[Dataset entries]
--- START ---
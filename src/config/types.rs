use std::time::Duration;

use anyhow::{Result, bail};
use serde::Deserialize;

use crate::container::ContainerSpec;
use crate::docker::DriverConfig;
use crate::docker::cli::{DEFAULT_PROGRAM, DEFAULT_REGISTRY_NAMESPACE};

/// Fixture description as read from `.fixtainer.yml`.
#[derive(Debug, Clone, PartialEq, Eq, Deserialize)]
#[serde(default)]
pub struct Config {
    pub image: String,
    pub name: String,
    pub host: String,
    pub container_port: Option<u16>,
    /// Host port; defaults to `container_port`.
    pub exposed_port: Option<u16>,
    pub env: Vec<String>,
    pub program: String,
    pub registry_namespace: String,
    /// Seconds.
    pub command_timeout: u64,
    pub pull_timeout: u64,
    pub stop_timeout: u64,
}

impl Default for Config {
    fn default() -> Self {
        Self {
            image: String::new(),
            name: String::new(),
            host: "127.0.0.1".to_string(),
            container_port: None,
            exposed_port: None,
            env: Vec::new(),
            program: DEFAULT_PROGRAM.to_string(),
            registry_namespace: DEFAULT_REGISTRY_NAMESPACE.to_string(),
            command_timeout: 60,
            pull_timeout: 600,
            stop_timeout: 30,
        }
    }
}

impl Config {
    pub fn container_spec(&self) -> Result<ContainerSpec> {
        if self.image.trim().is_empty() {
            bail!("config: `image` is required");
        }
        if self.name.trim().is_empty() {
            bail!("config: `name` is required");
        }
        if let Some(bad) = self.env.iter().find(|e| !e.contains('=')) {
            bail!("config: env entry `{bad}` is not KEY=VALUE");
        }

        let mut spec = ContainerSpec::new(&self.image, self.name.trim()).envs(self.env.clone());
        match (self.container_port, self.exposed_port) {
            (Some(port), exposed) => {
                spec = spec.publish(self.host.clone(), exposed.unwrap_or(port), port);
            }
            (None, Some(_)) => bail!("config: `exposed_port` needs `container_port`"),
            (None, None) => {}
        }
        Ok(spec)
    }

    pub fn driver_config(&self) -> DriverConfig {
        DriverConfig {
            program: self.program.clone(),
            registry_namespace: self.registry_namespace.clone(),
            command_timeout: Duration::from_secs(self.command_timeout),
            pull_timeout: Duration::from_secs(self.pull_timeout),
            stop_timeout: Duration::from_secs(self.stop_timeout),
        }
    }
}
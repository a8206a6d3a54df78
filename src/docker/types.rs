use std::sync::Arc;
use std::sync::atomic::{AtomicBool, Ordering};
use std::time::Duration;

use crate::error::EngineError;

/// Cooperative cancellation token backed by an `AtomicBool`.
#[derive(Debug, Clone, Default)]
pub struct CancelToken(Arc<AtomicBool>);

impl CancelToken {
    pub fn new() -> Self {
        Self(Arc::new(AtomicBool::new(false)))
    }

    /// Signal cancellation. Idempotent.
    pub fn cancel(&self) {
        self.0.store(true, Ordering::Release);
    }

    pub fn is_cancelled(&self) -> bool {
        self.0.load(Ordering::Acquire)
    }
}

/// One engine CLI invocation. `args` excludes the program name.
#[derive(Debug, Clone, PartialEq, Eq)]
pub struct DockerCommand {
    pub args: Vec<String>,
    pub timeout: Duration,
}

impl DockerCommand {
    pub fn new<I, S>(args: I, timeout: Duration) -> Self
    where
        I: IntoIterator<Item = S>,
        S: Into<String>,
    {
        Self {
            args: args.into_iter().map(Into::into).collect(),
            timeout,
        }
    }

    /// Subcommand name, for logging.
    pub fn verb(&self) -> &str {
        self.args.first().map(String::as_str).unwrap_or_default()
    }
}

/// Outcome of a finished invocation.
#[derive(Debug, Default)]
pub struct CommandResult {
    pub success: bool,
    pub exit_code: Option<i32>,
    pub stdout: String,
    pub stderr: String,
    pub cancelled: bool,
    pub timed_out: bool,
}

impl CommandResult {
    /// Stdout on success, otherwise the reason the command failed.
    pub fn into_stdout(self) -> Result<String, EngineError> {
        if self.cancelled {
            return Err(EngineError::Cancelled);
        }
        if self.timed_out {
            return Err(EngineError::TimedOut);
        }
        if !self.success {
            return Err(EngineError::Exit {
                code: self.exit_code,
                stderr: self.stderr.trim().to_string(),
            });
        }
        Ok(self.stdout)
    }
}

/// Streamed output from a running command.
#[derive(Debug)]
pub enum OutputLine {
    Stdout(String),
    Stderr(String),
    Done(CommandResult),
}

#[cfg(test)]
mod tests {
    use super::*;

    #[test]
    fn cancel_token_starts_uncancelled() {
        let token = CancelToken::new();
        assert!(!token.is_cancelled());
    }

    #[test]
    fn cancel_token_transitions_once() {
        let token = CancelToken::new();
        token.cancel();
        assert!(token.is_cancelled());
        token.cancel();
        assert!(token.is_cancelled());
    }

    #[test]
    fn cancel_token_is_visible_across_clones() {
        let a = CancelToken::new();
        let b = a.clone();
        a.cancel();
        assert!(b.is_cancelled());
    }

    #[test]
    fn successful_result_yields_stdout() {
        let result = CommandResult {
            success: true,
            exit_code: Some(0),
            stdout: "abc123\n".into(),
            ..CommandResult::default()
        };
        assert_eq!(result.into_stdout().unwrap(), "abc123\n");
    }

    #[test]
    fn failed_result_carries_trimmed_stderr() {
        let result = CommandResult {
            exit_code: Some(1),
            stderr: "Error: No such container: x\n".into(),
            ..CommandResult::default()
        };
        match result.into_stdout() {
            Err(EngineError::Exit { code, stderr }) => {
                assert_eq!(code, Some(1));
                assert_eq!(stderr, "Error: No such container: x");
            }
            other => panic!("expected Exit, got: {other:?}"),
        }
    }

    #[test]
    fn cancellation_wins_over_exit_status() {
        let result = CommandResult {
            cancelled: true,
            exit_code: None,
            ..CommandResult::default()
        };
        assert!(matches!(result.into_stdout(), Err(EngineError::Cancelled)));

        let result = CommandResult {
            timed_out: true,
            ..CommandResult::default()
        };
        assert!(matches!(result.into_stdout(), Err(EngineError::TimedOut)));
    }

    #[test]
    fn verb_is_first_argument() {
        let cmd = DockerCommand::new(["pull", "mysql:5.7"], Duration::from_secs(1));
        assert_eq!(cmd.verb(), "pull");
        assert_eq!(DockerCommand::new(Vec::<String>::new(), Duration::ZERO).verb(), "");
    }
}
--- END ---
*Work order:*
Print nothing but the lines from the line with "assert!(b.is_cancelled());" to the last line of the records above. Both of those lines count.

*Completed exercise:*
        assert!(b.is_cancelled());
    }

    #[test]
    fn successful_result_yields_stdout() {
        let result = CommandResult {
            success: true,
            exit_code: Some(0),
            stdout: "abc123\n".into(),
            ..CommandResult::default()
        };
        assert_eq!(result.into_stdout().unwrap(), "abc123\n");
    }

    #[test]
    fn failed_result_carries_trimmed_stderr() {
        let result = CommandResult {
            exit_code: Some(1),
            stderr: "Error: No such container: x\n".into(),
            ..CommandResult::default()
        };
        match result.into_stdout() {
            Err(EngineError::Exit { code, stderr }) => {
                assert_eq!(code, Some(1));
                assert_eq!(stderr, "Error: No such container: x");
            }
            other => panic!("expected Exit, got: {other:?}"),
        }
    }

    #[test]
    fn cancellation_wins_over_exit_status() {
        let result = CommandResult {
            cancelled: true,
            exit_code: None,
            ..CommandResult::default()
        };
        assert!(matches!(result.into_stdout(), Err(EngineError::Cancelled)));

        let result = CommandResult {
            timed_out: true,
            ..CommandResult::default()
        };
        assert!(matches!(result.into_stdout(), Err(EngineError::TimedOut)));
    }

    #[test]
    fn verb_is_first_argument() {
        let cmd = DockerCommand::new(["pull", "mysql:5.7"], Duration::from_secs(1));
        assert_eq!(cmd.verb(), "pull");
        assert_eq!(DockerCommand::new(Vec::<String>::new(), Duration::ZERO).verb(), "");
    }
}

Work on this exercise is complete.